In a fiercely competitive global market, demand fluctuations pose ongoing supply chain risks. Shifts in demand can lead to bigger issues like inventory understock, overstock, and supplier capacity risks. So, how can companies navigate ever-shifting demand?
Many companies turn to sophisticated tools and algorithms. However, consumer demand is volatile, and statistical forecasting models have fundamental limitations. While it takes more time, the key to navigating shifting demand requires a bigger investment. The true indicator of agility and demand responsiveness lies in the actual design of your supply chain.
Thus, the question is: how do companies organize operations to respond to unanticipated fluctuations in demand? In this post, we check out four ways your organization can develop a more flexible, agile, and demand-responsive supply chain.
1. Utilize Range Forecasting
Forecasting for a single demand figure can be unwieldy and inaccurate. That’s why resilient organizations project several potential outcomes to prepare for changing market conditions and increase supply chain flexibility. This process is also known as range forecasting.
Range forecasting can be used to inform supply contracting terms and contingency plans. By establishing a range of uncertain (yet potential) outcomes, a company gets a better idea of how to respond when demand is at either the high or low end of the range. With a fleshed-out range forecast, companies can be confident that they will sell at least the low end of the range while being prepared to sell at the high end of the forecast range.
Range forecasting is also useful for more than just modeling future demand volume. A company can develop a range forecast for future supply volumes and prices for its variety of products as well.
Example of Range Forecasting in Supply Chain
Suppose Company X compiles all the possible outcomes for a new product, then assigns probabilities to each possible outcome with more than a 15% likelihood of occurring. Company X can then develop contingency plans according to these outcomes. By utilizing range forecasting as such, Company X’s planning effectively covers nearly 80% of the possible outcomes, thereby increasing its flexibility and resilience!
2. Establish Flexible Supplier Contracts
Companies can use range forecasts to establish flexible contracts with suppliers and manufacturers. In addition to aiding process integration, flexible contracts spell out the range of acceptable supplier performance and grant a company the flexibility to ramp production up or down as demand fluctuates.
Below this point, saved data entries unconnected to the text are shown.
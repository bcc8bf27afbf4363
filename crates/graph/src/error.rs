use thiserror::Error;
use wiring_model::ModelError;

pub type Result<T> = std::result::Result<T, GraphError>;

#[derive(Error, Debug)]
pub enum GraphError {
    #[error("Not a root component: {0}")]
    NotAComponent(String),

    #[error(transparent)]
    Model(#[from] ModelError),
}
Flexible contracting allows companies to specify to their suppliers how long it should take for the supplier to ramp up production to meet demand.
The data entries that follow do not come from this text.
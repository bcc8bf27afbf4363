use crate::builder::{conditional_issues, missing_dimensions, ForestBuilder};
use crate::error::{GraphError, Result};
use crate::multibinding::ContributionOrder;
use crate::types::*;
use std::cell::RefCell;
use std::collections::HashMap;
use std::rc::Rc;
use wiring_lang::TypeRef;
use wiring_model::{
    instance_holders, resolve_conditionals, BindingScope, ClassBacked, Conditional, Dependency,
    Issue, Memo, ModelContext, Node, Scope,
};

/// Tuning knobs for forest construction
#[derive(Debug, Clone, Copy, PartialEq, Eq)]
pub struct ForestOptions {
    /// Whether lists without an explicit `@DeclareList(orderDependent)` are
    /// sorted by inter-element dependencies
    pub order_lists_by_default: bool,
}

impl Default for ForestOptions {
    fn default() -> Self {
        Self {
            order_lists_by_default: true,
        }
    }
}

/// Every binding graph of one pass: a tree per root component.
///
/// Graph shapes and explicit bindings are fixed at construction. Implicit
/// bindings, binding conditions and list orders are computed on first request
/// and cached, so a forest is cheap to build even for large declaration sets.
pub struct GraphForest<'cx> {
    cx: &'cx ModelContext,
    options: ForestOptions,
    graphs: Vec<BindingGraph>,
    roots: Vec<GraphId>,
    bindings: RefCell<Vec<Rc<Binding>>>,
    implicit: RefCell<HashMap<(GraphId, Node), BindingId>>,
    resolved: RefCell<HashMap<(GraphId, Node), Option<BindingId>>>,
    conditions: RefCell<HashMap<BindingId, Rc<Memo<Scope>>>>,
    pub(crate) orders: RefCell<HashMap<BindingId, Rc<ContributionOrder>>>,
}

impl<'cx> GraphForest<'cx> {
    /// Builds graphs for every declared root component
    pub fn build(cx: &'cx ModelContext) -> Self {
        Self::build_with(cx, ForestOptions::default())
    }

    pub fn build_with(cx: &'cx ModelContext, options: ForestOptions) -> Self {
        let roots = cx.root_components();
        Self::assemble(cx, &roots, options)
    }

    /// Builds graphs for the given roots only
    pub fn build_from_roots(cx: &'cx ModelContext, roots: &[TypeRef], options: ForestOptions) -> Result<Self> {
        for root in roots {
            if !cx.component(root).is_root() {
                return Err(GraphError::NotAComponent(root.to_string()));
            }
        }
        Ok(Self::assemble(cx, roots, options))
    }

    fn assemble(cx: &'cx ModelContext, roots: &[TypeRef], options: ForestOptions) -> Self {
        let mut builder = ForestBuilder::new(cx);
        let root_ids: Vec<GraphId> = roots.iter().map(|ty| builder.build_root(ty)).collect();
        let (graphs, bindings) = builder.finish();

        log::info!(
            "Built {} binding graph(s) for {} root component(s), {} explicit bindings",
            graphs.len(),
            root_ids.len(),
            bindings.len()
        );

        Self {
            cx,
            options,
            graphs,
            roots: root_ids,
            bindings: RefCell::new(bindings),
            implicit: RefCell::new(HashMap::new()),
            resolved: RefCell::new(HashMap::new()),
            conditions: RefCell::new(HashMap::new()),
            orders: RefCell::new(HashMap::new()),
        }
    }

    pub fn context(&self) -> &'cx ModelContext {
        self.cx
    }

    pub fn options(&self) -> ForestOptions {
        self.options
    }

    pub fn roots(&self) -> &[GraphId] {
        &self.roots
    }

    pub fn graph(&self, id: GraphId) -> &BindingGraph {
        &self.graphs[id.0]
    }

    /// All graphs, parents before their children
    pub fn graphs(&self) -> &[BindingGraph] {
        &self.graphs
    }

    pub fn binding(&self, id: BindingId) -> Rc<Binding> {
        Rc::clone(&self.bindings.borrow()[id.0])
    }

    /// Number of bindings created so far, implicit ones included
    pub fn binding_count(&self) -> usize {
        self.bindings.borrow().len()
    }

    /// `graph` followed by its ancestors, innermost first
    pub fn ancestry(&self, graph: GraphId) -> Vec<GraphId> {
        let mut chain = vec![graph];
        let mut current = self.graphs[graph.0].parent;
        while let Some(id) = current {
            chain.push(id);
            current = self.graphs[id.0].parent;
        }
        chain
    }

    /// Component names from the root down to `graph`
    pub fn graph_path(&self, graph: GraphId) -> Vec<String> {
        let mut path: Vec<String> = self
            .ancestry(graph)
            .into_iter()
            .map(|g| self.graphs[g.0].component.ty().to_string())
            .collect();
        path.reverse();
        path
    }

    /// Explicit bindings of `graph` followed by implicit bindings created in
    /// it so far, each group in creation order
    pub fn bindings_hosted_in(&self, graph: GraphId) -> Vec<BindingId> {
        let mut hosted = self.graphs[graph.0].local_order.clone();
        let mut implicit: Vec<BindingId> = self
            .implicit
            .borrow()
            .iter()
            .filter(|((host, _), _)| *host == graph)
            .map(|(_, id)| *id)
            .collect();
        implicit.sort();
        hosted.extend(implicit);
        hosted
    }

    /// The binding that supplies `node` when requested from `graph`.
    ///
    /// Explicit bindings are searched from the innermost graph outwards.
    /// Unqualified nodes then fall back to an `@Inject` constructor, then to
    /// an `@AssistedFactory`.
    pub fn resolve(&self, graph: GraphId, node: &Node) -> Option<BindingId> {
        let key = (graph, node.clone());
        if let Some(cached) = self.resolved.borrow().get(&key) {
            return *cached;
        }
        let found = self.lookup(graph, node);
        self.resolved.borrow_mut().insert(key, found);
        found
    }

    fn lookup(&self, graph: GraphId, node: &Node) -> Option<BindingId> {
        for g in self.ancestry(graph) {
            if let Some(id) = self.graphs[g.0].local_binding(node) {
                return Some(id);
            }
        }
        if !node.is_valid() || node.qualifier().is_some() {
            return None;
        }

        if let Some(model) = self.cx.inject_constructor(node.ty()) {
            let mut issues = model.issues.clone();
            let host = match &model.scope {
                BindingScope::Cached(scopes) => match self.scope_host(graph, scopes) {
                    Some(host) => host,
                    None => {
                        issues.push(Issue::error(format!(
                            "no component in {} declares scope {} required by {}",
                            self.graph_path(graph).join(" > "),
                            model.scope,
                            node
                        )));
                        graph
                    }
                },
                BindingScope::Unscoped | BindingScope::Reusable => graph,
            };
            let conditionals = model.conditionals.clone();
            return Some(self.implicit_binding(
                host,
                node,
                BindingKind::InjectConstructor(Rc::clone(&model)),
                model.scope.clone(),
                &conditionals,
                issues,
            ));
        }

        if let Some(model) = self.cx.assisted_factory(node.ty()) {
            let conditionals = model.conditionals.clone();
            let issues = model.issues.clone();
            return Some(self.implicit_binding(
                graph,
                node,
                BindingKind::AssistedInjectFactory(model),
                BindingScope::Unscoped,
                &conditionals,
                issues,
            ));
        }
        None
    }

    /// Nearest graph, innermost first, whose component declares one of
    /// `scopes`
    fn scope_host(&self, graph: GraphId, scopes: &[wiring_lang::Annotation]) -> Option<GraphId> {
        self.ancestry(graph).into_iter().find(|g| {
            let declared = self.graphs[g.0].component.scopes();
            scopes.iter().any(|s| declared.contains(s))
        })
    }

    fn implicit_binding(
        &self,
        host: GraphId,
        node: &Node,
        kind: BindingKind,
        scope: BindingScope,
        conditionals: &[Conditional],
        mut issues: Vec<Issue>,
    ) -> BindingId {
        let key = (host, node.clone());
        if let Some(&id) = self.implicit.borrow().get(&key) {
            return id;
        }

        let presence = resolve_conditionals(conditionals, &self.graphs[host.0].variant);
        missing_dimensions(&mut issues, &presence, &node.to_string());
        issues.extend(conditional_issues(conditionals));
        let presence = if presence.variant_excluded {
            Scope::Never
        } else {
            presence.scope
        };

        let mut bindings = self.bindings.borrow_mut();
        let id = BindingId(bindings.len());
        bindings.push(Rc::new(Binding {
            id,
            owner: host,
            target: node.clone(),
            kind,
            scope,
            presence,
            issues,
        }));
        self.implicit.borrow_mut().insert(key, id);
        log::trace!("Created implicit binding for {} in {}", node, self.graphs[host.0].component.ty());
        id
    }

    /// Condition under which the binding is present, relative to its owner
    /// graph. Cyclic alias chains evaluate to `Always`; the validator reports
    /// the loop itself.
    pub fn condition_of(&self, id: BindingId) -> Scope {
        let memo = Rc::clone(
            self.conditions
                .borrow_mut()
                .entry(id)
                .or_insert_with(|| Rc::new(Memo::new("binding condition"))),
        );
        match memo.get_or_compute(|| self.compute_condition(id)) {
            Ok(scope) => scope.clone(),
            Err(err) => {
                log::debug!("{err} for {}", self.binding(id));
                Scope::Always
            }
        }
    }

    fn compute_condition(&self, id: BindingId) -> Scope {
        let binding = self.binding(id);
        match &binding.kind {
            BindingKind::Alias { source, .. } => match self.resolve(binding.owner, source) {
                Some(source) => binding.presence.and(&self.condition_of(source)),
                None => binding.presence.clone(),
            },
            BindingKind::Alternatives { sources, .. } => {
                let any = Scope::any(
                    sources
                        .iter()
                        .filter_map(|s| self.resolve(binding.owner, s))
                        .map(|s| self.condition_of(s))
                        .collect::<Vec<_>>(),
                );
                binding.presence.and(&any)
            }
            BindingKind::Empty(_) => Scope::Never,
            BindingKind::SubComponentCreator { child } => self.graphs[child.0].condition.clone(),
            _ => binding.presence.clone(),
        }
    }

    /// Condition a consumer must check at runtime before using the binding:
    /// `Always` when the owner graph's condition already implies it.
    pub fn runtime_condition(&self, id: BindingId) -> Scope {
        let binding = self.binding(id);
        let condition = self.condition_of(id);
        let graph_condition = &self.graphs[binding.owner.0].condition;
        if self.cx.solver().implies(graph_condition, &condition) {
            Scope::Always
        } else {
            self.cx.solver().minimize(&condition)
        }
    }

    /// Every dependency of a binding with the graph it resolves from.
    ///
    /// Aliases carry no presence requirement: their condition follows the
    /// source. Instance holders of the binding's own conditions are added as
    /// plain dependencies.
    pub fn dependencies(&self, id: BindingId) -> Vec<GuardedDependency> {
        let binding = self.binding(id);
        let owner = binding.owner;
        let mut result = Vec::new();

        match &binding.kind {
            BindingKind::Multi(multi) => {
                for contribution in &multi.contributions {
                    let guard = (!contribution.decl.is_alias()).then(|| {
                        self.graphs[contribution.host.0]
                            .condition
                            .and(&contribution.presence)
                    });
                    for dependency in contribution.decl.dependencies() {
                        result.push(GuardedDependency {
                            dependency,
                            graph: contribution.host,
                            guard: guard.clone(),
                        });
                    }
                    self.push_holders(&mut result, &contribution.presence, contribution.host);
                }
            }
            BindingKind::Alias { .. } | BindingKind::Alternatives { .. } => {
                result.extend(binding.own_dependencies().into_iter().map(|dependency| {
                    GuardedDependency {
                        dependency,
                        graph: owner,
                        guard: None,
                    }
                }));
            }
            _ => {
                let guard = self.graphs[owner.0].condition.and(&self.condition_of(id));
                result.extend(binding.own_dependencies().into_iter().map(|dependency| {
                    GuardedDependency {
                        dependency,
                        graph: owner,
                        guard: Some(guard.clone()),
                    }
                }));
            }
        }

        self.push_holders(&mut result, &binding.presence, owner);
        result
    }

    fn push_holders(&self, result: &mut Vec<GuardedDependency>, scope: &Scope, graph: GraphId) {
        for holder in instance_holders(scope) {
            result.push(GuardedDependency {
                dependency: Dependency::direct(self.cx.node(&holder, None)),
                graph,
                guard: None,
            });
        }
    }
}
Example of Flexible Supplier Contracts in Supply Chain
For example, a company can embed flexibility in its contract by specifying that its suppliers should be able to ramp up production by 50 percent within two weeks and by 100 percent within a month’s notice. Contracts with this level of specificity encourage the supplier to think in terms of multiple demand scenarios.
Learn more about why supplier collaboration is a win-win strategy in this blog.
3. Implement Strategic Multi-Sourcing
Multi-sourcing is a strategy where an enterprise chooses to procure a component or material from multiple, unique suppliers. Conversely, single-source procurement (with only one supplier) is prone to added revenue risks, increased bottlenecks, and diminished flexibility in responding to demand fluctuations. Unlike single-source scenarios, companies that use multi-sourcing can spread demand across numerous suppliers that collectively have higher capacity.
Multi-sourcing leverages the respective strengths and competencies of supply chain network partners to achieve greater responsiveness to market needs. With an appropriate multi-sourcing strategy, companies can prioritize suppliers according to different stages of the demand range forecast and activate those suppliers when needed.
Example of Strategic Multi-Sourcing in Supply Chain
Let’s say Company X manufactures computer monitors at two different plants, one in Calgary and one in Thailand. While its Calgary plant is more flexible, speedier, and closer to the market, the Thai plant has lower manufacturing costs. Company X may assign its more predictable, high-volume manufacturing to the Thai plant while reserving the Calgary plant for the uncertain segment of the demand range. The Calgary plant could satisfy temporary demand surges and be used during a particular product’s end-of-life, when demand begins to dry up and grow more uncertain.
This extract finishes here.